К Аристотелю мы не станем возвращаться. Правда, с ним связан один из важнейших отделов новой истории, но это слишком обширный предмет, чтобы трактовать его мимоходом. Прошу вас только заметить, что Аристотель в некотором роде является порождением нового ума. Вполне естественно, что в юности своей новый разум, томимый огромной потребностью в знании, всеми силами привязался к этому механику человеческого ума, который с помощью своих рукояток, рычагов и блоков заставлял познание двигаться с поразительной быстротой. Вполне понятно также, что он пришелся так по вкусу арабам, которые первые откопали его.

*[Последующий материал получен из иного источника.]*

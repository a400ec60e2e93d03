mod task;

pub use task::{Task, normalize_name};
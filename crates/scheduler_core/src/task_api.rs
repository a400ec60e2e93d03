use crate::config::Config;
use crate::error::AppError;
use crate::highlight::{HighlightStyle, Marker, date_markers};
use crate::model::Task;
use crate::session::{EditSession, TaskForm};
use crate::storage::json_store;
use crate::store::{Deleted, StoreLoad, TaskStore};
use std::collections::BTreeMap;
use std::path::{Path, PathBuf};
use time::{Date, Duration, Time};

/// Everything a front-end shows after a date is picked.
#[derive(Debug, Clone, PartialEq, Eq)]
pub struct DateView {
    pub date: Date,
    pub tasks: Vec<Task>,
    pub markers: BTreeMap<Date, Marker>,
    /// Set when the task file could not be read and an empty store was shown.
    pub load_error: Option<AppError>,
}

/// How an edit treats the reminder.
#[derive(Debug, Clone, Copy, PartialEq, Eq, Default)]
pub enum ReminderChange {
    #[default]
    Keep,
    Disable,
    Lead(Duration),
}

/// Fields to change on an existing task; unset fields keep their value.
#[derive(Debug, Clone, PartialEq, Eq, Default)]
pub struct TaskPatch {
    pub rename: Option<String>,
    pub start_time: Option<Time>,
    pub reminder: ReminderChange,
}

/// Stores holding an accepted change that could not be written.
///
/// The next operation on the same path continues from the held store
/// instead of the file, and [`PendingWrites::retry`] writes it again.
#[derive(Debug, Default)]
pub struct PendingWrites {
    stores: BTreeMap<PathBuf, TaskStore>,
}

impl PendingWrites {
    pub fn new() -> Self {
        Self::default()
    }

    pub fn is_empty(&self) -> bool {
        self.stores.is_empty()
    }

    /// Writes every held store again. Stores that still fail stay held and
    /// the first failure is returned.
    pub fn retry(&mut self) -> Result<(), AppError> {
        let mut first_error = None;
        self.stores.retain(|path, store| match store.flush() {
            Ok(()) => {
                tracing::info!(path = %path.display(), "saved pending changes");
                false
            }
            Err(err) => {
                first_error.get_or_insert(err);
                true
            }
        });
        first_error.map_or(Ok(()), Err)
    }

    fn open(&mut self, path: &Path) -> Result<TaskStore, AppError> {
        match self.stores.remove(path) {
            Some(store) => Ok(store),
            None => TaskStore::load(path),
        }
    }

    fn view(&self, path: &Path) -> StoreLoad {
        match self.stores.get(path) {
            Some(store) => StoreLoad {
                store: store.clone(),
                error: None,
            },
            None => TaskStore::open_with_fallback(path),
        }
    }

    fn settle<T>(&mut self, store: TaskStore, result: Result<T, AppError>) -> Result<T, AppError> {
        if store.is_dirty() {
            self.stores.insert(store.path().to_path_buf(), store);
        }
        result
    }
}

pub fn add_task(
    pending: &mut PendingWrites,
    config: &Config,
    date: Date,
    name: &str,
    start_time: Time,
    reminder_lead: Option<Duration>,
) -> Result<Task, AppError> {
    let path = json_store::store_path(config)?;
    add_task_with_path(pending, &path, date, name, start_time, reminder_lead)
}

pub fn edit_task(
    pending: &mut PendingWrites,
    config: &Config,
    date: Date,
    name: &str,
    patch: &TaskPatch,
) -> Result<Task, AppError> {
    let path = json_store::store_path(config)?;
    edit_task_with_path(pending, &path, date, name, patch)
}

pub fn delete_task(
    pending: &mut PendingWrites,
    config: &Config,
    date: Date,
    name: &str,
) -> Result<Deleted, AppError> {
    let path = json_store::store_path(config)?;
    delete_task_with_path(pending, &path, date, name)
}

pub fn select_date(
    pending: &PendingWrites,
    config: &Config,
    date: Date,
) -> Result<DateView, AppError> {
    let path = json_store::store_path(config)?;
    Ok(select_date_with_path(
        pending,
        &path,
        date,
        HighlightStyle::from_flag(config.highlight_selected),
    ))
}

fn add_task_with_path(
    pending: &mut PendingWrites,
    path: &Path,
    date: Date,
    name: &str,
    start_time: Time,
    reminder_lead: Option<Duration>,
) -> Result<Task, AppError> {
    let mut store = pending.open(path)?;
    let form = TaskForm {
        name: name.to_string(),
        start_time,
        reminder_lead,
    };
    let result = EditSession::new(date).submit(&mut store, &form);
    pending.settle(store, result)
}

fn edit_task_with_path(
    pending: &mut PendingWrites,
    path: &Path,
    date: Date,
    name: &str,
    patch: &TaskPatch,
) -> Result<Task, AppError> {
    let mut store = pending.open(path)?;
    let result = apply_patch(&mut store, date, name, patch);
    pending.settle(store, result)
}

fn apply_patch(
    store: &mut TaskStore,
    date: Date,
    name: &str,
    patch: &TaskPatch,
) -> Result<Task, AppError> {
    let session = EditSession::editing(date, name);
    let mut form = session
        .initial_form(store)?
        .ok_or_else(|| AppError::not_found(date, name))?;

    if let Some(rename) = patch.rename.as_ref() {
        form.name = rename.clone();
    }
    if let Some(start_time) = patch.start_time {
        form.start_time = start_time;
    }
    match patch.reminder {
        ReminderChange::Keep => {}
        ReminderChange::Disable => form.reminder_lead = None,
        ReminderChange::Lead(lead) => form.reminder_lead = Some(lead),
    }

    session.submit(store, &form)
}

fn delete_task_with_path(
    pending: &mut PendingWrites,
    path: &Path,
    date: Date,
    name: &str,
) -> Result<Deleted, AppError> {
    let mut store = pending.open(path)?;
    let result = store.delete_task(date, name);
    pending.settle(store, result)
}

fn select_date_with_path(
    pending: &PendingWrites,
    path: &Path,
    date: Date,
    style: HighlightStyle,
) -> DateView {
    let loaded = pending.view(path);
    DateView {
        date,
        tasks: loaded.store.tasks_for(date),
        markers: date_markers(&loaded.store, Some(date), style),
        load_error: loaded.error,
    }
}

#[cfg(test)]
mod tests {
    use super::{
        PendingWrites, ReminderChange, TaskPatch, add_task_with_path, delete_task_with_path,
        edit_task_with_path, select_date_with_path,
    };
    use crate::highlight::{HighlightStyle, Marker};
    use crate::store::TaskStore;
    use std::fs;
    use std::path::PathBuf;
    use std::time::{SystemTime, UNIX_EPOCH};
    use time::Duration;
    use time::macros::{date, datetime, time};

    fn temp_path(file_name: &str) -> PathBuf {
        let nanos = SystemTime::now()
            .duration_since(UNIX_EPOCH)
            .unwrap()
            .as_nanos();
        std::env::temp_dir().join(format!("task-scheduler-{nanos}-{file_name}"))
    }

    #[test]
    fn add_task_persists_across_calls() {
        let mut pending = PendingWrites::new();
        let path = temp_path("api-add.json");

        add_task_with_path(
            &mut pending,
            &path,
            date!(2024 - 01 - 10),
            "Standup",
            time!(9:00),
            Some(Duration::minutes(15)),
        )
        .unwrap();
        let err = add_task_with_path(
            &mut pending,
            &path,
            date!(2024 - 01 - 10),
            "Standup",
            time!(10:00),
            None,
        )
        .unwrap_err();
        let reloaded = TaskStore::load(&path).unwrap();
        fs::remove_file(&path).ok();

        assert_eq!(err.code(), "duplicate_task");
        let task = reloaded.get_task(date!(2024 - 01 - 10), "Standup").unwrap();
        assert_eq!(task.start, datetime!(2024-01-10 9:00));
    }

    #[test]
    fn edit_task_applies_only_patched_fields() {
        let mut pending = PendingWrites::new();
        let path = temp_path("api-edit.json");
        add_task_with_path(
            &mut pending,
            &path,
            date!(2024 - 01 - 10),
            "Standup",
            time!(9:00),
            Some(Duration::minutes(15)),
        )
        .unwrap();

        let moved = edit_task_with_path(
            &mut pending,
            &path,
            date!(2024 - 01 - 10),
            "Standup",
            &TaskPatch {
                start_time: Some(time!(9:30)),
                ..TaskPatch::default()
            },
        )
        .unwrap();
        let silenced = edit_task_with_path(
            &mut pending,
            &path,
            date!(2024 - 01 - 10),
            "Standup",
            &TaskPatch {
                rename: Some("Sync".to_string()),
                reminder: ReminderChange::Disable,
                ..TaskPatch::default()
            },
        )
        .unwrap();
        fs::remove_file(&path).ok();

        assert_eq!(moved.reminder, Some(datetime!(2024-01-10 9:15)));
        assert_eq!(silenced.name, "Sync");
        assert_eq!(silenced.start, datetime!(2024-01-10 9:30));
        assert_eq!(silenced.reminder, None);
    }

    #[test]
    fn edit_missing_task_reports_not_found() {
        let mut pending = PendingWrites::new();
        let path = temp_path("api-edit-missing.json");

        let err = edit_task_with_path(
            &mut pending,
            &path,
            date!(2024 - 01 - 10),
            "Ghost",
            &TaskPatch::default(),
        )
        .unwrap_err();

        assert_eq!(err.code(), "not_found");
    }

    #[test]
    fn mutations_refuse_corrupt_file() {
        let mut pending = PendingWrites::new();
        let path = temp_path("api-corrupt.json");
        fs::write(&path, "garbage").unwrap();

        let err = add_task_with_path(
            &mut pending,
            &path,
            date!(2024 - 01 - 10),
            "Standup",
            time!(9:00),
            None,
        )
        .unwrap_err();
        let untouched = fs::read_to_string(&path).unwrap();
        fs::remove_file(&path).ok();

        assert_eq!(err.code(), "parse_failure");
        assert_eq!(untouched, "garbage");
    }

    #[test]
    fn select_date_returns_sorted_tasks_and_markers() {
        let mut pending = PendingWrites::new();
        let path = temp_path("api-select.json");
        let day = date!(2024 - 01 - 10);
        add_task_with_path(&mut pending, &path, day, "Lunch", time!(12:00), None).unwrap();
        add_task_with_path(&mut pending, &path, day, "Standup", time!(9:00), None).unwrap();
        let next = date!(2024 - 01 - 11);
        add_task_with_path(&mut pending, &path, next, "Review", time!(9:00), None).unwrap();

        let view = select_date_with_path(
            &pending,
            &path,
            date!(2024 - 01 - 10),
            HighlightStyle::DistinguishSelected,
        );
        delete_task_with_path(&mut pending, &path, date!(2024 - 01 - 11), "Review").unwrap();
        let after_delete = select_date_with_path(
            &pending,
            &path,
            date!(2024 - 01 - 10),
            HighlightStyle::DistinguishSelected,
        );
        fs::remove_file(&path).ok();

        let names: Vec<_> = view.tasks.iter().map(|task| task.name.as_str()).collect();
        assert_eq!(names, ["Standup", "Lunch"]);
        assert_eq!(view.markers[&date!(2024 - 01 - 10)], Marker::Selected);
        assert_eq!(view.markers[&date!(2024 - 01 - 11)], Marker::Task);
        assert!(view.load_error.is_none());
        assert!(!after_delete.markers.contains_key(&date!(2024 - 01 - 11)));
    }

    #[test]
    fn select_date_reports_corrupt_file() {
        let pending = PendingWrites::new();
        let path = temp_path("api-select-corrupt.json");
        fs::write(&path, "{").unwrap();

        let view = select_date_with_path(
            &pending,
            &path,
            date!(2024 - 01 - 10),
            HighlightStyle::Uniform,
        );
        fs::remove_file(&path).ok();

        assert!(view.tasks.is_empty());
        assert_eq!(view.load_error.unwrap().code(), "parse_failure");
    }

    #[test]
    fn failed_write_is_held_and_retried() {
        let mut pending = PendingWrites::new();
        let dir = temp_path("api-blocked");
        fs::write(&dir, "not a directory").unwrap();
        let path = dir.join("tasks.json");

        let err = add_task_with_path(
            &mut pending,
            &path,
            date!(2024 - 01 - 10),
            "Standup",
            time!(9:00),
            None,
        )
        .unwrap_err();
        assert_eq!(err.code(), "persistence_failure");
        assert!(!pending.is_empty());

        let view = select_date_with_path(
            &pending,
            &path,
            date!(2024 - 01 - 10),
            HighlightStyle::Uniform,
        );
        assert_eq!(view.tasks.len(), 1);
        assert!(view.load_error.is_none());

        let second = add_task_with_path(
            &mut pending,
            &path,
            date!(2024 - 01 - 10),
            "Lunch",
            time!(12:00),
            None,
        )
        .unwrap_err();
        assert_eq!(second.code(), "persistence_failure");
        assert_eq!(pending.retry().unwrap_err().code(), "persistence_failure");

        fs::remove_file(&dir).ok();
        pending.retry().unwrap();
        let reloaded = TaskStore::load(&path).unwrap();
        fs::remove_dir_all(&dir).ok();

        assert!(pending.is_empty());
        let names: Vec<_> = reloaded
            .tasks_for(date!(2024 - 01 - 10))
            .into_iter()
            .map(|task| task.name)
            .collect();
        assert_eq!(names, ["Standup", "Lunch"]);
    }
}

У этого внезапно возникшего народа не было ничего своего, на что он мог бы опереться; естественно, что готовая мудрость была для него подходящим делом. Как бы то ни было, все это уже миновало: арабы, схоластики и их общий учитель – все они выполнили свои различные назначения. Уму все это придало большую основательность и самонадеянность, ход его развития стал увереннее; он усвоил себе приемы, облегчающие его движения и ускоряющие его работу. Все сделалось к лучшему, как видите, – зло обратилось во благо, благодаря скрытым силам и озарениям обновленного ума. Теперь нам надо вернуться назад и снова вступить на широкий путь, которым сознание шло в те времена, когда оно не располагало еще никакими другими орудиями, кроме золотых и лазоревых крыльев своей небесной природы.

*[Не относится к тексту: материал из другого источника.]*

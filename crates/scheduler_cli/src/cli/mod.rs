use clap::{Parser, Subcommand};
use scheduler_core::config::{ConfigOverride, parse_config_override};
use scheduler_core::timefmt;
use time::{Date, Duration, Time};

#[derive(Parser, Debug)]
#[command(author, version, about = "Calendar task scheduler with reminders", long_about = None)]
pub struct Cli {
    #[command(subcommand)]
    pub command: Command,

    /// Output JSON
    #[arg(long, global = true)]
    pub json: bool,

    /// Override configuration values (format KEY=VALUE)
    #[arg(
        long = "config-override",
        value_name = "KEY=VALUE",
        global = true,
        value_parser = parse_override_arg
    )]
    pub config_override: Vec<ConfigOverride>,
}

#[derive(Subcommand, Debug)]
pub enum Command {
    /// Add a task to a date
    ///
    /// Example: scheduler add 2024-01-10 Standup 09:00 --remind 0:15
    Add {
        #[arg(value_parser = parse_date_arg)]
        date: Date,
        name: String,
        #[arg(value_parser = parse_time_arg)]
        time: Time,
        /// Remind this long before the start (H:MM)
        #[arg(long, value_name = "H:MM", value_parser = parse_lead_arg)]
        remind: Option<Duration>,
    },
    /// Edit a task's name, start time or reminder
    ///
    /// Example: scheduler edit 2024-01-10 Standup --rename "Daily sync" --time 09:30
    /// Example: scheduler edit 2024-01-10 Standup --no-remind
    Edit {
        #[arg(value_parser = parse_date_arg)]
        date: Date,
        name: String,
        #[arg(long, value_name = "NAME")]
        rename: Option<String>,
        #[arg(long, value_parser = parse_time_arg)]
        time: Option<Time>,
        #[arg(long, value_name = "H:MM", value_parser = parse_lead_arg, conflicts_with = "no_remind")]
        remind: Option<Duration>,
        #[arg(long)]
        no_remind: bool,
    },
    /// Delete a task
    ///
    /// Example: scheduler delete 2024-01-10 Standup
    Delete {
        #[arg(value_parser = parse_date_arg)]
        date: Date,
        name: String,
    },
    /// List a date's tasks ordered by start time
    ///
    /// Example: scheduler list 2024-01-10
    List {
        #[arg(value_parser = parse_date_arg)]
        date: Date,
    },
    /// Show the dates that have tasks
    ///
    /// Example: scheduler dates --selected 2024-01-10
    Dates {
        #[arg(long, value_parser = parse_date_arg)]
        selected: Option<Date>,
    },
    /// Deliver reminder notifications as they come due
    ///
    /// Example: scheduler watch
    Watch {
        /// Stop after this many ticks
        #[arg(long)]
        ticks: Option<u64>,
    },
}

fn parse_date_arg(raw: &str) -> Result<Date, String> {
    timefmt::parse_date(raw).map_err(|err| err.to_string())
}

fn parse_time_arg(raw: &str) -> Result<Time, String> {
    timefmt::parse_time(raw).map_err(|err| err.to_string())
}

fn parse_lead_arg(raw: &str) -> Result<Duration, String> {
    timefmt::parse_lead(raw).map_err(|err| err.to_string())
}

fn parse_override_arg(raw: &str) -> Result<ConfigOverride, String> {
    parse_config_override(raw).map_err(|err| err.to_string())
}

Обратимся к Магомету. Если подумать о благих последствиях, которые его религия имела для человечества, во-первых, потому, что вместе с другими более могущественными причинами она содействовала искоренению многобожия, затем потому, что она распространила на огромной части земного шара и даже в местностях, казалось бы, недоступных общему умственному движению, понятие о едином Боге и о всемирной вере и тем подготовила бесчисленное множество людей к конечным судьбам человеческого рода, – если подумать обо всем этом, то нельзя не признать, что, несмотря на дань, которую этот великий человек, без сомнения, заплатил своему времени и месту, где он родился, он несравненно более заслуживает уважения со стороны людей, чем вся эта толпа бесполезных мудрецов, которые не сумели ни одно из своих измышлений облечь в плоть и кровь и ни в одно человеческое сердце вселить твердое убеждение, которые лишь вносили разделение в человеческое существо, вместо того, чтобы постараться объединить разрозненные элементы его природы. Ислам представляет одно из самых замечательных проявлений общего закона; судить о нем иначе, значит отрицать всеобъемлющее влияние христианства, от которого он произошел. Самое существенное свойство нашей религии заключается в том, что она может облекаться в самые разнообразные формы религиозной мысли, способна даже комбинироваться при случае с заблуждением, чтобы достигнуть своего полного результата. В великом процессе развития откровенной религии учение Магомета необходимо должно быть рассматриваемо, как одна из ее ветвей. Самый исключительный догматизм должен без всяких затруднений признать этот важный факт, и он, конечно, сделал бы это, если бы хоть раз, как следует, отдал себе отчет в том, что побуждает нас видеть в магометанах естественных врагов нашей религии, так как лишь отсюда и проистекает предрассудок[477]477
  Первоначально магометане не питали никакой антипатии к христианам; ненависть и презрение к последним развились у них лишь в результате долгих войн, которые они с ними вели. Что касается христиан, то они, естественно, должны были смотреть на мусульман сначала как на идолопоклонников, а потом – как на врагов своей веры, какими те действительно и сделались. (Примечание принадлежит Чаадаеву [Ред.].)


[Закрыть]
. Вы знаете, впрочем, что в Коране нет почти ни одной главы, в которой не упоминалось бы об Иисусе Христе. А не видеть действия христианства повсюду, где произносится хотя бы только имя Спасителя, не замечать, что он оказывает влияние на все умы, каким бы то ни было образом соприкасающиеся с его заповедями, – значит не иметь ясного представления о великом деле искупления и ничего не понимать в тайне царства Христова; иначе пришлось бы исключить из числа лиц, пользующихся милостью искупления, множество людей, носящих название христиан, – а не значило ли бы это – свести царство Христово к пустякам, а всемирное христианство к ничтожной горсти людей?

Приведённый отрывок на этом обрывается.